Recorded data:
● ● ● ● ●
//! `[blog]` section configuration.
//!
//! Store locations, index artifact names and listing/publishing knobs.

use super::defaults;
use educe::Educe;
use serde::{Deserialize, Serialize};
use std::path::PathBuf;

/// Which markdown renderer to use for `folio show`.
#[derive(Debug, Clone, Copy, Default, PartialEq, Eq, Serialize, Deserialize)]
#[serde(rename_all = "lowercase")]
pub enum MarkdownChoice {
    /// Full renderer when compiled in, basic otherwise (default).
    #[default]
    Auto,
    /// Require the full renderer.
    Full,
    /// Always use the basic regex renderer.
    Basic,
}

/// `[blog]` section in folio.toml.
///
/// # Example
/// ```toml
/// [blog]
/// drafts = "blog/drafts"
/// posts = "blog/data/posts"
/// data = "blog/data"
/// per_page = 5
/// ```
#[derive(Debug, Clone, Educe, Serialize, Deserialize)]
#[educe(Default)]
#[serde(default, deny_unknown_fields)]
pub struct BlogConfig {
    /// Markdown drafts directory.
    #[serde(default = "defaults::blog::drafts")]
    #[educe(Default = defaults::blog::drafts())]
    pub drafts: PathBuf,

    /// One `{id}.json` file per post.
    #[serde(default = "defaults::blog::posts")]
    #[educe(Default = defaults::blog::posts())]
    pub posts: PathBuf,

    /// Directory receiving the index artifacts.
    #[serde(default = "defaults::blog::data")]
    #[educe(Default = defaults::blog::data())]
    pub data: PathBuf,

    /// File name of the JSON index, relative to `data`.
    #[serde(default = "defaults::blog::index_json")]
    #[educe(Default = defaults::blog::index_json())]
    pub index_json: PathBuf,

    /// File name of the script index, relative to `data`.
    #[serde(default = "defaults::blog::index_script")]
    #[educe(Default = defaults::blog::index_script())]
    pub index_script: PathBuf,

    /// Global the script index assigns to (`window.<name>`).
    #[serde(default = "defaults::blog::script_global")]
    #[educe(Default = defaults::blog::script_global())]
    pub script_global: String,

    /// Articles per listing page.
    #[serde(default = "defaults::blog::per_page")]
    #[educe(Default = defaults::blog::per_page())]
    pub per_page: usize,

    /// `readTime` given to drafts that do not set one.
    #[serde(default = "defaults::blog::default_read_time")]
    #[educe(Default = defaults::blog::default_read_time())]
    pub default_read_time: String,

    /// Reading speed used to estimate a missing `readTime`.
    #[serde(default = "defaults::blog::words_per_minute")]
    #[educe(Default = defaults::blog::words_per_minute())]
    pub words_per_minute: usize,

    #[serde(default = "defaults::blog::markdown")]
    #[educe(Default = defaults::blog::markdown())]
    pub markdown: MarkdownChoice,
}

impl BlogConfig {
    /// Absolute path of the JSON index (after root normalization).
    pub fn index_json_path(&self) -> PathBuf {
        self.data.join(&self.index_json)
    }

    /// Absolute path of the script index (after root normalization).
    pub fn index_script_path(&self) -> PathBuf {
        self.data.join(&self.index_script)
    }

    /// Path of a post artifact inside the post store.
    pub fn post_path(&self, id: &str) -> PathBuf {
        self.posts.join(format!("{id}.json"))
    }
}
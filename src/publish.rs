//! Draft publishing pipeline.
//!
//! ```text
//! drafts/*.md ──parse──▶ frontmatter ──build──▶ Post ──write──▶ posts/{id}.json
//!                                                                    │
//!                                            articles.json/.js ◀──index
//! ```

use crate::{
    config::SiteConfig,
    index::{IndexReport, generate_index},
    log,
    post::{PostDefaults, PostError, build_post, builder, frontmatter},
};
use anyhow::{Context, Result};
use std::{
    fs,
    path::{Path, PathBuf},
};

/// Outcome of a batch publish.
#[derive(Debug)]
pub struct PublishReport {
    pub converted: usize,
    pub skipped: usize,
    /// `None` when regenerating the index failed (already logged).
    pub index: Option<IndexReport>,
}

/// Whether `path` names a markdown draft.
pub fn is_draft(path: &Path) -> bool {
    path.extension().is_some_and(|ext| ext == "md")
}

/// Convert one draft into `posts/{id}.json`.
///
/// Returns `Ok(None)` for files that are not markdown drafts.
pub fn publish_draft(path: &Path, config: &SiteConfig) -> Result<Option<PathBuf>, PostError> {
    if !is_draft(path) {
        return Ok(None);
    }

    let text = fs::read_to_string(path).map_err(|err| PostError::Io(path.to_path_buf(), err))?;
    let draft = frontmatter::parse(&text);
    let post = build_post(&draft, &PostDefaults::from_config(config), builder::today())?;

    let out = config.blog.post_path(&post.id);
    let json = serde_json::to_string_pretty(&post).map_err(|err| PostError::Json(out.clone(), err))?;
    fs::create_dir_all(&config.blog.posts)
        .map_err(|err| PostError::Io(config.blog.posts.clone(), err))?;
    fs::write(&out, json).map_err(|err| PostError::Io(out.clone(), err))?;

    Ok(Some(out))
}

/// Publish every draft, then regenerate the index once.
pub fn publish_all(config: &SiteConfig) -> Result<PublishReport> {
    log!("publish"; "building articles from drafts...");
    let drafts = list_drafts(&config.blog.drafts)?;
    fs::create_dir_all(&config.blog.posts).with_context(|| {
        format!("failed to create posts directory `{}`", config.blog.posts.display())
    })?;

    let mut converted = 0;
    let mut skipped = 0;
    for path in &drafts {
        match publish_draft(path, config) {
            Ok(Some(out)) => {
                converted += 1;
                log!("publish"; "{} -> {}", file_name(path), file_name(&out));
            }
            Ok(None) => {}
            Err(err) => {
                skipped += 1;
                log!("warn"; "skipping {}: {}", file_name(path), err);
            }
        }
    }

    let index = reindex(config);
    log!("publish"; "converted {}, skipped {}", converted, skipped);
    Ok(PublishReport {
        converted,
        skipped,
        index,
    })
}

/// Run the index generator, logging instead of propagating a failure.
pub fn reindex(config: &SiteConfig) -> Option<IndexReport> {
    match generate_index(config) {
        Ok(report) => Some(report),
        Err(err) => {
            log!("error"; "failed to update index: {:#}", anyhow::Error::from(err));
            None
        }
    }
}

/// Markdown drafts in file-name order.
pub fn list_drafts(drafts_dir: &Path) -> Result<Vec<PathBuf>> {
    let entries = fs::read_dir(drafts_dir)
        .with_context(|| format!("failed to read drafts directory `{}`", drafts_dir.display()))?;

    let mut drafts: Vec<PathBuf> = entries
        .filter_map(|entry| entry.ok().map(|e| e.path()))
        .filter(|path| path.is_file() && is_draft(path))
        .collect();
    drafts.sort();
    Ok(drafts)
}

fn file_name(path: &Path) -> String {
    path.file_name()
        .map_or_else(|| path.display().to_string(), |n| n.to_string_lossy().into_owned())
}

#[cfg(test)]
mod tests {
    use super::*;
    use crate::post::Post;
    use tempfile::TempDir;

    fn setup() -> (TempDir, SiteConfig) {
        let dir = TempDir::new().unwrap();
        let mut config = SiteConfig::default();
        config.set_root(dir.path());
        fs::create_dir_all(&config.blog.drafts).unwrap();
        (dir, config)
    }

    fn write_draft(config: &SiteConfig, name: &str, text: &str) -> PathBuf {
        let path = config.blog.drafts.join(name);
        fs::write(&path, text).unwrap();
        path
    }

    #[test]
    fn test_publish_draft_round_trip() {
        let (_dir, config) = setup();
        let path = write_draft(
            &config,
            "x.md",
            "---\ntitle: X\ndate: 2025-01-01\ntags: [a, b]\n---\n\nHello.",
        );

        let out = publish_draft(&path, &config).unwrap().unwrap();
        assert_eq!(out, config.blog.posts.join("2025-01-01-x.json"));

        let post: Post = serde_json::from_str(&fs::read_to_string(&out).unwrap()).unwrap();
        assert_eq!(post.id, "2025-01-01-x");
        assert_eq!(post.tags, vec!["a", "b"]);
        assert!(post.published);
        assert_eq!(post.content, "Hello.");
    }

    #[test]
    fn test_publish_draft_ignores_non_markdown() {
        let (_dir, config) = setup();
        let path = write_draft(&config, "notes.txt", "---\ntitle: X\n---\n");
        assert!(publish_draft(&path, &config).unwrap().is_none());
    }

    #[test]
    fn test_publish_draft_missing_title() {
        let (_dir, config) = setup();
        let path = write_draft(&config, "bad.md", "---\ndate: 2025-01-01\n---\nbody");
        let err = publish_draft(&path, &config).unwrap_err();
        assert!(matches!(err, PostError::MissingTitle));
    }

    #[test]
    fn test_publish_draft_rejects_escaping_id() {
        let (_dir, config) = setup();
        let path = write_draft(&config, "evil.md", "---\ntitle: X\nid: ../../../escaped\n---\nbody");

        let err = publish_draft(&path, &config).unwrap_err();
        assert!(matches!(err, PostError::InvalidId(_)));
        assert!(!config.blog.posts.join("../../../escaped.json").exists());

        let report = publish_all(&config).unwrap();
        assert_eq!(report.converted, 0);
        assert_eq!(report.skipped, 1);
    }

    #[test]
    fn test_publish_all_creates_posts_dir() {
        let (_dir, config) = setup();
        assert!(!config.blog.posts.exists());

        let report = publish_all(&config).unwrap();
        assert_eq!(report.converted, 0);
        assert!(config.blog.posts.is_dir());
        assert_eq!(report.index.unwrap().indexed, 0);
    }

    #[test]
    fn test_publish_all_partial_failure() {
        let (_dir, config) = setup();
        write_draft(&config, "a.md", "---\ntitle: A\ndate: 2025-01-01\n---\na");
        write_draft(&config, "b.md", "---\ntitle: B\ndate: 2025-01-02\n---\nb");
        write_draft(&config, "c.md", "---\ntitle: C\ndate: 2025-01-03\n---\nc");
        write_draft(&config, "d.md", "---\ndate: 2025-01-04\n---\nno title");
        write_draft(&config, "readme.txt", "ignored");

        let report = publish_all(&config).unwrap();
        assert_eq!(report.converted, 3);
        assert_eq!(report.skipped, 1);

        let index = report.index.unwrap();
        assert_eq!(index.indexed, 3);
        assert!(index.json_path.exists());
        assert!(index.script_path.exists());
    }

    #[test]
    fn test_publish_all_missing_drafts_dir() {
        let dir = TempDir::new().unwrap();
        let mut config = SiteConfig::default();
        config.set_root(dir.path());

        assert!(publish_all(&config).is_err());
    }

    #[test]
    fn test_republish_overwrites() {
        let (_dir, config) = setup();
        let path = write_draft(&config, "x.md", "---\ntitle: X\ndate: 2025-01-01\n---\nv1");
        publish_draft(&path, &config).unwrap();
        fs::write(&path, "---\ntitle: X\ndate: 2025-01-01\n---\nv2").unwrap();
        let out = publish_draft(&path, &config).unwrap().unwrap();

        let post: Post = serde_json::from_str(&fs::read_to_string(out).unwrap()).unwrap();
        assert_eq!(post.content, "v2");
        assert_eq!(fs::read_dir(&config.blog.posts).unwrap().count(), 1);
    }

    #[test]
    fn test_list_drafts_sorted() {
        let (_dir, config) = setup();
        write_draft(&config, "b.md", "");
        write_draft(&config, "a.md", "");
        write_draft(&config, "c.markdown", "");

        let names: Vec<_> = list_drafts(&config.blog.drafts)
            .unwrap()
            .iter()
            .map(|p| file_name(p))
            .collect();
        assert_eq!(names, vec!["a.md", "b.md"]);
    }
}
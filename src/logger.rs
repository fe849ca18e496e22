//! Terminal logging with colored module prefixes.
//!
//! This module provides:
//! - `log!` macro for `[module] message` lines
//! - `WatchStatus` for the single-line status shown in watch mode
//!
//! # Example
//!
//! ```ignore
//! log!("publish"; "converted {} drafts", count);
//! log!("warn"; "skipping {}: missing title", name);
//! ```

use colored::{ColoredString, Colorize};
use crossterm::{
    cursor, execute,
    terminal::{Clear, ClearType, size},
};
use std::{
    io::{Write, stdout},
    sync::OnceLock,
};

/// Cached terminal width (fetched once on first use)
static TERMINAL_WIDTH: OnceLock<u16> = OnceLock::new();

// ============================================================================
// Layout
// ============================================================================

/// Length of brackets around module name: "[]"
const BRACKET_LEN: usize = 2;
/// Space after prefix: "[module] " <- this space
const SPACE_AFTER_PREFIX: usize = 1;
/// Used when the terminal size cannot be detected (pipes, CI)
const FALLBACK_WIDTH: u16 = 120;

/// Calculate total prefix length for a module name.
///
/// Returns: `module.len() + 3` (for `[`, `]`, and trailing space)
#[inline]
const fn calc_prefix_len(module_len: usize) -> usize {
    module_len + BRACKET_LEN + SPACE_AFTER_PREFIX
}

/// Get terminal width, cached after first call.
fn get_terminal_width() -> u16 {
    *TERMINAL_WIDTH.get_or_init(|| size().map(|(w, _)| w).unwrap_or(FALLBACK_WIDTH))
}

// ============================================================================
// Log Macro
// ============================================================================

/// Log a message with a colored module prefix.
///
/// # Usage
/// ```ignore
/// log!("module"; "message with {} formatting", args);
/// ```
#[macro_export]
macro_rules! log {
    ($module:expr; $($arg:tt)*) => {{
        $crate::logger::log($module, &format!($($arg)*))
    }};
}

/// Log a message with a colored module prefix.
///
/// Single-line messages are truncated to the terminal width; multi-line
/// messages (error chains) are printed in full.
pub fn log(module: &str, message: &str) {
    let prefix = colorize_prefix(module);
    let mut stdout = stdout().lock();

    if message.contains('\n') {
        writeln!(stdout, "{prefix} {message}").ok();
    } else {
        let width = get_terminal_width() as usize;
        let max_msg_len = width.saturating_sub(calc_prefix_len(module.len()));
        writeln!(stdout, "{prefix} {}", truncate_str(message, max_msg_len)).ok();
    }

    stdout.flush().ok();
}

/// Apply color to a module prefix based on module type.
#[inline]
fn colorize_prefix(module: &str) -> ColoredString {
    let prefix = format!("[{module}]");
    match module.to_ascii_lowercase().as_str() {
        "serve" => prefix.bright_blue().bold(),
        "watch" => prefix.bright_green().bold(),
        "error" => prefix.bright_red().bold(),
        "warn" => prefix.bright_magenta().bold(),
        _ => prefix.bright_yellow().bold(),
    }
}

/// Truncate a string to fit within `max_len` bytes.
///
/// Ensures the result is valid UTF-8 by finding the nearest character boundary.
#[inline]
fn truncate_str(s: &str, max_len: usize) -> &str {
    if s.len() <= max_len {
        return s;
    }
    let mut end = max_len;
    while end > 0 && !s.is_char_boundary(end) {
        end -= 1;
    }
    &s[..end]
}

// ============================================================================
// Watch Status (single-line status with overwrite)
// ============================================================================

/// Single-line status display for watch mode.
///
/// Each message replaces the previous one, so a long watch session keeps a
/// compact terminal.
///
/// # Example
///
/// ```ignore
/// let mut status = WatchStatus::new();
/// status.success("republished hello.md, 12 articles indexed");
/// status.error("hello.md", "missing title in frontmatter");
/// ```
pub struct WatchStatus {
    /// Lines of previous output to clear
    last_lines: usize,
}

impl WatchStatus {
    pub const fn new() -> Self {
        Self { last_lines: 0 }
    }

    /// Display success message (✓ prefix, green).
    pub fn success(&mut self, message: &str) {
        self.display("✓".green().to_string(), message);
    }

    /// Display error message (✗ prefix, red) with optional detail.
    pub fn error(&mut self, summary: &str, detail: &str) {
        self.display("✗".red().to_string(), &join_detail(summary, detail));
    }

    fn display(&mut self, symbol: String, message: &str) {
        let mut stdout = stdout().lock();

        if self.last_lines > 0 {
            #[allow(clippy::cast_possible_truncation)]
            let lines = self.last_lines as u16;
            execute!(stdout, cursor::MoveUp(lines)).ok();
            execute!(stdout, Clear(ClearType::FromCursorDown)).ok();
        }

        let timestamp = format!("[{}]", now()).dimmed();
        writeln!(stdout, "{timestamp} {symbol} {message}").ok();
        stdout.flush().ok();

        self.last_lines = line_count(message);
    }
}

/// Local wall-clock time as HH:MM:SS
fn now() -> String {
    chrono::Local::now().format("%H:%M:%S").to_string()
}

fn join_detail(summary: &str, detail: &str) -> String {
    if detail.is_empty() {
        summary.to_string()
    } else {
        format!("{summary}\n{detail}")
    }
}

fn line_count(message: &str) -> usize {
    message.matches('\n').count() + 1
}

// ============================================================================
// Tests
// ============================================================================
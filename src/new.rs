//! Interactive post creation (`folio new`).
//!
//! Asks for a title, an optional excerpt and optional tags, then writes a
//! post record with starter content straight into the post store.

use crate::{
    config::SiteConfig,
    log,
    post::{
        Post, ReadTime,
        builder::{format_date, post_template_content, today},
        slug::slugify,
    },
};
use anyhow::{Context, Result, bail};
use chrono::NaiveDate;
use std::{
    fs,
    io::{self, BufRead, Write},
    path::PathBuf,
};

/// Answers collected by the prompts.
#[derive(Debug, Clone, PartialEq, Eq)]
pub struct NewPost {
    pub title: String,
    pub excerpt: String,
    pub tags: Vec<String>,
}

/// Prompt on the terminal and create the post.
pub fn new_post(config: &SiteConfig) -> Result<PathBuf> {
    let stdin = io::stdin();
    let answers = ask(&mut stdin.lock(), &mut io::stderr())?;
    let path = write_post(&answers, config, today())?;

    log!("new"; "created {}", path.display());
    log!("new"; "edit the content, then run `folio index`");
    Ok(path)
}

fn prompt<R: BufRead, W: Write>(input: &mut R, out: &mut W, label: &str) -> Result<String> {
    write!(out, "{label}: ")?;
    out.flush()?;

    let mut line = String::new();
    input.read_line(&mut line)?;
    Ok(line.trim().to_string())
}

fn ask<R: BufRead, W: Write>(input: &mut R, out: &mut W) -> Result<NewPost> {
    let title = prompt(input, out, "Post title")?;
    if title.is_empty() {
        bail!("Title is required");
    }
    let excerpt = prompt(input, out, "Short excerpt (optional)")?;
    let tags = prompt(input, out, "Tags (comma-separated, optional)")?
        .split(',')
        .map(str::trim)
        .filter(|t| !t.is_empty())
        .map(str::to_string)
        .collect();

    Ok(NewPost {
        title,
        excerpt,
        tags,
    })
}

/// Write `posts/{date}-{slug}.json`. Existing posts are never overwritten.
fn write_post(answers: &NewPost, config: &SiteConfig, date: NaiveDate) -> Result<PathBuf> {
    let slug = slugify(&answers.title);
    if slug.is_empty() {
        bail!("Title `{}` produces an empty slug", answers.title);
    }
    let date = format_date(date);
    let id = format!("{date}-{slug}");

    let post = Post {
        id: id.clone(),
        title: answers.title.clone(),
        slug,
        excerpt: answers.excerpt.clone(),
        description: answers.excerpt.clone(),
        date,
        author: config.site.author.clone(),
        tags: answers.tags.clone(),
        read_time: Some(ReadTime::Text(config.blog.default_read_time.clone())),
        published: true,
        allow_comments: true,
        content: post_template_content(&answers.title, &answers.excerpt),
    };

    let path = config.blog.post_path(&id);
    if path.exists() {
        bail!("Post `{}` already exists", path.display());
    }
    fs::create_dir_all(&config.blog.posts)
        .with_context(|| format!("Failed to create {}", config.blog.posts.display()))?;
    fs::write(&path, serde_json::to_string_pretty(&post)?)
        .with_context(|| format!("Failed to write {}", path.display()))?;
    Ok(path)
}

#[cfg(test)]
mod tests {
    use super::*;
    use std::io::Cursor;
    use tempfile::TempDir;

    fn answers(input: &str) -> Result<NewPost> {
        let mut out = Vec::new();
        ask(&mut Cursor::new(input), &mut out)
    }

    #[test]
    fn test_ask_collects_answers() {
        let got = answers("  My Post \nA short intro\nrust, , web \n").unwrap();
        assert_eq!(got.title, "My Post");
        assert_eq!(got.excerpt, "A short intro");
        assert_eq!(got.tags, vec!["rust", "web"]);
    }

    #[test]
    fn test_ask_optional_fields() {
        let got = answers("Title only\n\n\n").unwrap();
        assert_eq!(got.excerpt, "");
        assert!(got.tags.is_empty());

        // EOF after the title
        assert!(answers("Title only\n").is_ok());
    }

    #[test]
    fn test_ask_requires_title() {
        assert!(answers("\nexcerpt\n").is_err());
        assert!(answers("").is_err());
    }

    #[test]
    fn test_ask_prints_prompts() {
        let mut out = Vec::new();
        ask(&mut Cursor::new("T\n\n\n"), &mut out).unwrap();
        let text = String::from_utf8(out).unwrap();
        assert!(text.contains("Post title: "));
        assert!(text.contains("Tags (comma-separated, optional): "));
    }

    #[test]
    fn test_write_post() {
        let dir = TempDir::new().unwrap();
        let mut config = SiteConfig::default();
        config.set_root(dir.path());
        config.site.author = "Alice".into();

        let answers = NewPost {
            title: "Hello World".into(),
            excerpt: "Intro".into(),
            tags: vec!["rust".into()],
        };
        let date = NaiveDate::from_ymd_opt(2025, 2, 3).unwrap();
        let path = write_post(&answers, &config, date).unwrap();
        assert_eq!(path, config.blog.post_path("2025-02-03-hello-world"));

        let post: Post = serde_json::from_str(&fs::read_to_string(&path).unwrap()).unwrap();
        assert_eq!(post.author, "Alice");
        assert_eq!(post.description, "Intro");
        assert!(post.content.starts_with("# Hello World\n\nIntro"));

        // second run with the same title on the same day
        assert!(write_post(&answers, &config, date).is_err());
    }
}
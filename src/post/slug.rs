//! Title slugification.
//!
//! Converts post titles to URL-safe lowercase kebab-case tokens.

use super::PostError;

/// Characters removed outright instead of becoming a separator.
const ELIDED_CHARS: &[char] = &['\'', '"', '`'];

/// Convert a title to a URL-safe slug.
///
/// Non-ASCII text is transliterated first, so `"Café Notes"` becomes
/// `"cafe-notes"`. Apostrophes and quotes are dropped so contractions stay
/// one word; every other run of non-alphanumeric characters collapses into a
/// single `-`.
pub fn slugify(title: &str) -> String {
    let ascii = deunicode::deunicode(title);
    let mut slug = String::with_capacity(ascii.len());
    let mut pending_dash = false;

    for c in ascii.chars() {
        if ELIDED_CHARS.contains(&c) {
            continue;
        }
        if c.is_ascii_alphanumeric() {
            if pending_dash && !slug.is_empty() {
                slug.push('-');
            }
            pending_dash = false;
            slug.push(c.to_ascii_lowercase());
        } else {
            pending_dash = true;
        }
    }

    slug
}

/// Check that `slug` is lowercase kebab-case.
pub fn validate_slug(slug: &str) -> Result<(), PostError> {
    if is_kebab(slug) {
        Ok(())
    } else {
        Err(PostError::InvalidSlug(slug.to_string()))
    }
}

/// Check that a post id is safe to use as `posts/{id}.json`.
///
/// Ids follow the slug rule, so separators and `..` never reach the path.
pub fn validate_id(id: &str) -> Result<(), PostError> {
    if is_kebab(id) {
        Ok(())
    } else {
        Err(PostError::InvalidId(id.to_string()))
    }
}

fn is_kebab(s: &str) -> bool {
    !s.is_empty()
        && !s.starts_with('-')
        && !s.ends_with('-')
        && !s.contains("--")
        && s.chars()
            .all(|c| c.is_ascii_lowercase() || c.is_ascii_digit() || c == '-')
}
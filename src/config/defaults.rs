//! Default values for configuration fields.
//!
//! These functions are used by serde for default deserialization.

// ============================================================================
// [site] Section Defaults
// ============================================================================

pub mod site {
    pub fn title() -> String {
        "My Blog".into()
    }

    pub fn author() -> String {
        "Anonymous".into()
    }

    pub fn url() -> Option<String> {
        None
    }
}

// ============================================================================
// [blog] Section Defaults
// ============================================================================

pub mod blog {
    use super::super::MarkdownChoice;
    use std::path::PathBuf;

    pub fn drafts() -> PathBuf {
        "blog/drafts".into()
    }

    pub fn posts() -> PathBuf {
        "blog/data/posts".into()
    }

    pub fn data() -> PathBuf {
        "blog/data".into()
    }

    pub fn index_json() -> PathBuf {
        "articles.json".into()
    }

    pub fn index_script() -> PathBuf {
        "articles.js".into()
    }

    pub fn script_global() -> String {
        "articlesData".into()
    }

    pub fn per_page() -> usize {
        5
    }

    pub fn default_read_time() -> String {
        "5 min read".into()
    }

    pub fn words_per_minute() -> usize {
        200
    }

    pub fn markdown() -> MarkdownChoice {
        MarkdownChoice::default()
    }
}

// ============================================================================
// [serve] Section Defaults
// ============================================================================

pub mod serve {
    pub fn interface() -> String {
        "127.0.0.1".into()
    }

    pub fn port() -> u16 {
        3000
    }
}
● ● ● ● ●
What the task asks =
Read through the entries and copy each line in which "struct" appears.

Exercise response =
pub struct BlogConfig {
pub struct PublishReport {
pub struct WatchStatus {
pub struct NewPost {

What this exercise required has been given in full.